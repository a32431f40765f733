//! The minijinja environment shared by the script and compiled engines.

use std::path::PathBuf;
use std::sync::Arc;

use minijinja::{AutoEscape, Environment, Error, ErrorKind};
use tracing::trace;

use crate::compiler::{TemplateCompiler, COMPONENT_VIEW_FN};
use crate::error::ViewError;
use crate::filesystem::Filesystem;
use crate::finder::FileViewFinder;

/// Loads templates referenced by `include`, `extends` and components.
///
/// Names are view names, resolved through the finder exactly like top-level
/// views. Dialect sources are compiled (when stale) and their artifact is
/// returned, so a plain `.jinja` template can include a `.view.jinja` one and
/// vice versa.
#[derive(Debug)]
pub struct ViewLoader {
    files: Arc<Filesystem>,
    finder: Arc<FileViewFinder>,
    compiler: Arc<TemplateCompiler>,
}

impl ViewLoader {
    pub fn new(
        files: Arc<Filesystem>,
        finder: Arc<FileViewFinder>,
        compiler: Arc<TemplateCompiler>,
    ) -> Self {
        Self {
            files,
            finder,
            compiler,
        }
    }

    pub fn files(&self) -> &Arc<Filesystem> {
        &self.files
    }

    pub fn finder(&self) -> &Arc<FileViewFinder> {
        &self.finder
    }

    /// File behind a template name minijinja reports, falling back to the
    /// name itself when no view matches.
    pub fn source_path(&self, name: &str) -> PathBuf {
        self.finder
            .find(&name.replace('/', "."))
            .unwrap_or_else(|_| PathBuf::from(name))
    }

    /// Source for the view `name`, or `None` if no such view exists.
    pub fn load(&self, name: &str) -> Result<Option<String>, ViewError> {
        let name = name.replace('/', ".");
        let path = match self.finder.find(&name) {
            Ok(path) => path,
            Err(ViewError::ViewNotFound { .. }) => return Ok(None),
            Err(err) => return Err(err),
        };
        trace!(view = %name, path = %path.display(), "loading template");

        if self.compiler.handles(&path) {
            let artifact = self.compiler.ensure_compiled(&path)?;
            return self.files.get(&artifact).map(Some);
        }
        self.files.get(&path).map(Some)
    }

    /// Builds a fresh environment.
    ///
    /// Each render gets its own environment so templates changed on disk
    /// are picked up without explicit invalidation.
    pub fn environment(self: &Arc<Self>) -> Environment<'static> {
        let mut env = Environment::new();
        env.set_auto_escape_callback(|_| AutoEscape::None);

        let loader = Arc::clone(self);
        env.set_loader(move |name| {
            loader.load(name).map_err(|err| {
                Error::new(
                    ErrorKind::InvalidOperation,
                    format!("failed to load view [{name}]"),
                )
                .with_source(err)
            })
        });

        let compiler = Arc::clone(&self.compiler);
        env.add_function(COMPONENT_VIEW_FN, move |name: String| {
            compiler.component_view(&name)
        });

        env
    }
}

#[cfg(test)]
mod tests {
    use super::*;
    use std::fs;

    fn loader(views: &std::path::Path, cache: &std::path::Path) -> Arc<ViewLoader> {
        let files = Arc::new(Filesystem::new());
        Arc::new(ViewLoader::new(
            files.clone(),
            Arc::new(FileViewFinder::new(files.clone(), views)),
            Arc::new(TemplateCompiler::new(files, cache)),
        ))
    }

    #[test]
    fn test_missing_view_loads_as_none() {
        let views = tempfile::tempdir().unwrap();
        let cache = tempfile::tempdir().unwrap();
        assert_eq!(loader(views.path(), cache.path()).load("nope").unwrap(), None);
    }

    #[test]
    fn test_dialect_views_load_compiled() {
        let views = tempfile::tempdir().unwrap();
        let cache = tempfile::tempdir().unwrap();
        fs::create_dir(views.path().join("partials")).unwrap();
        fs::write(views.path().join("partials/nav.view.jinja"), "@if(x)<nav/>@endif").unwrap();

        let source = loader(views.path(), cache.path())
            .load("partials/nav")
            .unwrap()
            .unwrap();
        assert_eq!(source, "{% if x %}<nav/>{% endif %}");
    }

    #[test]
    fn test_environment_includes_by_view_name() {
        let views = tempfile::tempdir().unwrap();
        let cache = tempfile::tempdir().unwrap();
        fs::write(views.path().join("name.jinja"), "<{{ who }}>").unwrap();

        let env = loader(views.path(), cache.path()).environment();
        let out = env
            .render_str("{% include 'name' %}x", minijinja::context! { who => "me" })
            .unwrap();
        assert_eq!(out, "<me>x");
    }

    #[test]
    fn test_no_auto_escaping() {
        let views = tempfile::tempdir().unwrap();
        let cache = tempfile::tempdir().unwrap();
        let env = loader(views.path(), cache.path()).environment();
        let out = env
            .render_named_str("page.html", "{{ v }}", minijinja::context! { v => "<b>" })
            .unwrap();
        assert_eq!(out, "<b>");
    }
}
use std::fmt;
use std::path::{Path, PathBuf};
use std::sync::{Arc, RwLock};

use serde_json::Value;
use tracing::debug;

use crate::engines::Engine;
use crate::error::ViewError;
use crate::events::Dispatcher;
use crate::ViewData;

/// A resolved view waiting to be rendered.
///
/// Creating a `View` does not touch the template; rendering happens in
/// [`render`](Self::render), which can be called any number of times.
pub struct View {
    name: String,
    path: PathBuf,
    engine: Arc<dyn Engine>,
    events: Arc<Dispatcher>,
    shared: Arc<RwLock<ViewData>>,
    data: ViewData,
}

impl View {
    pub(crate) fn new(
        name: String,
        path: PathBuf,
        engine: Arc<dyn Engine>,
        events: Arc<Dispatcher>,
        shared: Arc<RwLock<ViewData>>,
        data: ViewData,
    ) -> Self {
        Self {
            name,
            path,
            engine,
            events,
            shared,
            data,
        }
    }

    pub fn name(&self) -> &str {
        &self.name
    }

    /// The file this view renders.
    pub fn path(&self) -> &Path {
        &self.path
    }

    /// Data bound to this view, excluding shared data.
    pub fn data(&self) -> &ViewData {
        &self.data
    }

    /// Adds a piece of data to the view.
    pub fn with(mut self, key: impl Into<String>, value: impl Into<Value>) -> Self {
        self.data.insert(key.into(), value.into());
        self
    }

    /// Renders the view.
    ///
    /// Fires `composing: {name}` with the full data set (shared data overlaid
    /// by view data) and passes the result to the engine.
    pub fn render(&self) -> Result<String, ViewError> {
        let mut data = self
            .shared
            .read()
            .unwrap_or_else(|poisoned| poisoned.into_inner())
            .clone();
        data.extend(self.data.clone());

        self.events
            .dispatch(&format!("composing: {}", self.name), &mut data)?;

        debug!(view = %self.name, path = %self.path.display(), "rendering view");
        self.engine.get(&self.path, &data)
    }
}

impl fmt::Debug for View {
    fn fmt(&self, f: &mut fmt::Formatter<'_>) -> fmt::Result {
        f.debug_struct("View")
            .field("name", &self.name)
            .field("path", &self.path)
            .field("data", &self.data)
            .finish_non_exhaustive()
    }
}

---------------

What you have to do:
Every entry in the listing must be retyped exactly.

Written solution:
repository a32431f40765f733
//! The minijinja environment shared by the script and compiled engines.

use std::path::PathBuf;
use std::sync::Arc;

use minijinja::{AutoEscape, Environment, Error, ErrorKind};
use tracing::trace;

use crate::compiler::{TemplateCompiler, COMPONENT_VIEW_FN};
use crate::error::ViewError;
use crate::filesystem::Filesystem;
use crate::finder::FileViewFinder;

/// Loads templates referenced by `include`, `extends` and components.
///
/// Names are view names, resolved through the finder exactly like top-level
/// views. Dialect sources are compiled (when stale) and their artifact is
/// returned, so a plain `.jinja` template can include a `.view.jinja` one and
/// vice versa.
#[derive(Debug)]
pub struct ViewLoader {
    files: Arc<Filesystem>,
    finder: Arc<FileViewFinder>,
    compiler: Arc<TemplateCompiler>,
}

impl ViewLoader {
    pub fn new(
        files: Arc<Filesystem>,
        finder: Arc<FileViewFinder>,
        compiler: Arc<TemplateCompiler>,
    ) -> Self {
        Self {
            files,
            finder,
            compiler,
        }
    }

    pub fn files(&self) -> &Arc<Filesystem> {
        &self.files
    }

    pub fn finder(&self) -> &Arc<FileViewFinder> {
        &self.finder
    }

    /// File behind a template name minijinja reports, falling back to the
    /// name itself when no view matches.
    pub fn source_path(&self, name: &str) -> PathBuf {
        self.finder
            .find(&name.replace('/', "."))
            .unwrap_or_else(|_| PathBuf::from(name))
    }

    /// Source for the view `name`, or `None` if no such view exists.
    pub fn load(&self, name: &str) -> Result<Option<String>, ViewError> {
        let name = name.replace('/', ".");
        let path = match self.finder.find(&name) {
            Ok(path) => path,
            Err(ViewError::ViewNotFound { .. }) => return Ok(None),
            Err(err) => return Err(err),
        };
        trace!(view = %name, path = %path.display(), "loading template");

        if self.compiler.handles(&path) {
            let artifact = self.compiler.ensure_compiled(&path)?;
            return self.files.get(&artifact).map(Some);
        }
        self.files.get(&path).map(Some)
    }

    /// Builds a fresh environment.
    ///
    /// Each render gets its own environment so templates changed on disk
    /// are picked up without explicit invalidation.
    pub fn environment(self: &Arc<Self>) -> Environment<'static> {
        let mut env = Environment::new();
        env.set_auto_escape_callback(|_| AutoEscape::None);

        let loader = Arc::clone(self);
        env.set_loader(move |name| {
            loader.load(name).map_err(|err| {
                Error::new(
                    ErrorKind::InvalidOperation,
                    format!("failed to load view [{name}]"),
                )
                .with_source(err)
            })
        });

        let compiler = Arc::clone(&self.compiler);
        env.add_function(COMPONENT_VIEW_FN, move |name: String| {
            compiler.component_view(&name)
        });

        env
    }
}

#[cfg(test)]
mod tests {
    use super::*;
    use std::fs;

    fn loader(views: &std::path::Path, cache: &std::path::Path) -> Arc<ViewLoader> {
        let files = Arc::new(Filesystem::new());
        Arc::new(ViewLoader::new(
            files.clone(),
            Arc::new(FileViewFinder::new(files.clone(), views)),
            Arc::new(TemplateCompiler::new(files, cache)),
        ))
    }

    #[test]
    fn test_missing_view_loads_as_none() {
        let views = tempfile::tempdir().unwrap();
        let cache = tempfile::tempdir().unwrap();
        assert_eq!(loader(views.path(), cache.path()).load("nope").unwrap(), None);
    }

    #[test]
    fn test_dialect_views_load_compiled() {
        let views = tempfile::tempdir().unwrap();
        let cache = tempfile::tempdir().unwrap();
        fs::create_dir(views.path().join("partials")).unwrap();
        fs::write(views.path().join("partials/nav.view.jinja"), "@if(x)<nav/>@endif").unwrap();

        let source = loader(views.path(), cache.path())
            .load("partials/nav")
            .unwrap()
            .unwrap();
        assert_eq!(source, "{% if x %}<nav/>{% endif %}");
    }

    #[test]
    fn test_environment_includes_by_view_name() {
        let views = tempfile::tempdir().unwrap();
        let cache = tempfile::tempdir().unwrap();
        fs::write(views.path().join("name.jinja"), "<{{ who }}>").unwrap();

        let env = loader(views.path(), cache.path()).environment();
        let out = env
            .render_str("{% include 'name' %}x", minijinja::context! { who => "me" })
            .unwrap();
        assert_eq!(out, "<me>x");
    }

    #[test]
    fn test_no_auto_escaping() {
        let views = tempfile::tempdir().unwrap();
        let cache = tempfile::tempdir().unwrap();
        let env = loader(views.path(), cache.path()).environment();
        let out = env
            .render_named_str("page.html", "{{ v }}", minijinja::context! { v => "<b>" })
            .unwrap();
        assert_eq!(out, "<b>");
    }
}
use std::fmt;
use std::path::{Path, PathBuf};
use std::sync::{Arc, RwLock};

use serde_json::Value;
use tracing::debug;

use crate::engines::Engine;
use crate::error::ViewError;
use crate::events::Dispatcher;
use crate::ViewData;

/// A resolved view waiting to be rendered.
///
/// Creating a `View` does not touch the template; rendering happens in
/// [`render`](Self::render), which can be called any number of times.
pub struct View {
    name: String,
    path: PathBuf,
    engine: Arc<dyn Engine>,
    events: Arc<Dispatcher>,
    shared: Arc<RwLock<ViewData>>,
    data: ViewData,
}

impl View {
    pub(crate) fn new(
        name: String,
        path: PathBuf,
        engine: Arc<dyn Engine>,
        events: Arc<Dispatcher>,
        shared: Arc<RwLock<ViewData>>,
        data: ViewData,
    ) -> Self {
        Self {
            name,
            path,
            engine,
            events,
            shared,
            data,
        }
    }

    pub fn name(&self) -> &str {
        &self.name
    }

    /// The file this view renders.
    pub fn path(&self) -> &Path {
        &self.path
    }

    /// Data bound to this view, excluding shared data.
    pub fn data(&self) -> &ViewData {
        &self.data
    }

    /// Adds a piece of data to the view.
    pub fn with(mut self, key: impl Into<String>, value: impl Into<Value>) -> Self {
        self.data.insert(key.into(), value.into());
        self
    }

    /// Renders the view.
    ///
    /// Fires `composing: {name}` with the full data set (shared data overlaid
    /// by view data) and passes the result to the engine.
    pub fn render(&self) -> Result<String, ViewError> {
        let mut data = self
            .shared
            .read()
            .unwrap_or_else(|poisoned| poisoned.into_inner())
            .clone();
        data.extend(self.data.clone());

        self.events
            .dispatch(&format!("composing: {}", self.name), &mut data)?;

        debug!(view = %self.name, path = %self.path.display(), "rendering view");
        self.engine.get(&self.path, &data)
    }
}

impl fmt::Debug for View {
    fn fmt(&self, f: &mut fmt::Formatter<'_>) -> fmt::Result {
        f.debug_struct("View")
            .field("name", &self.name)
            .field("path", &self.path)
            .field("data", &self.data)
            .finish_non_exhaustive()
    }
}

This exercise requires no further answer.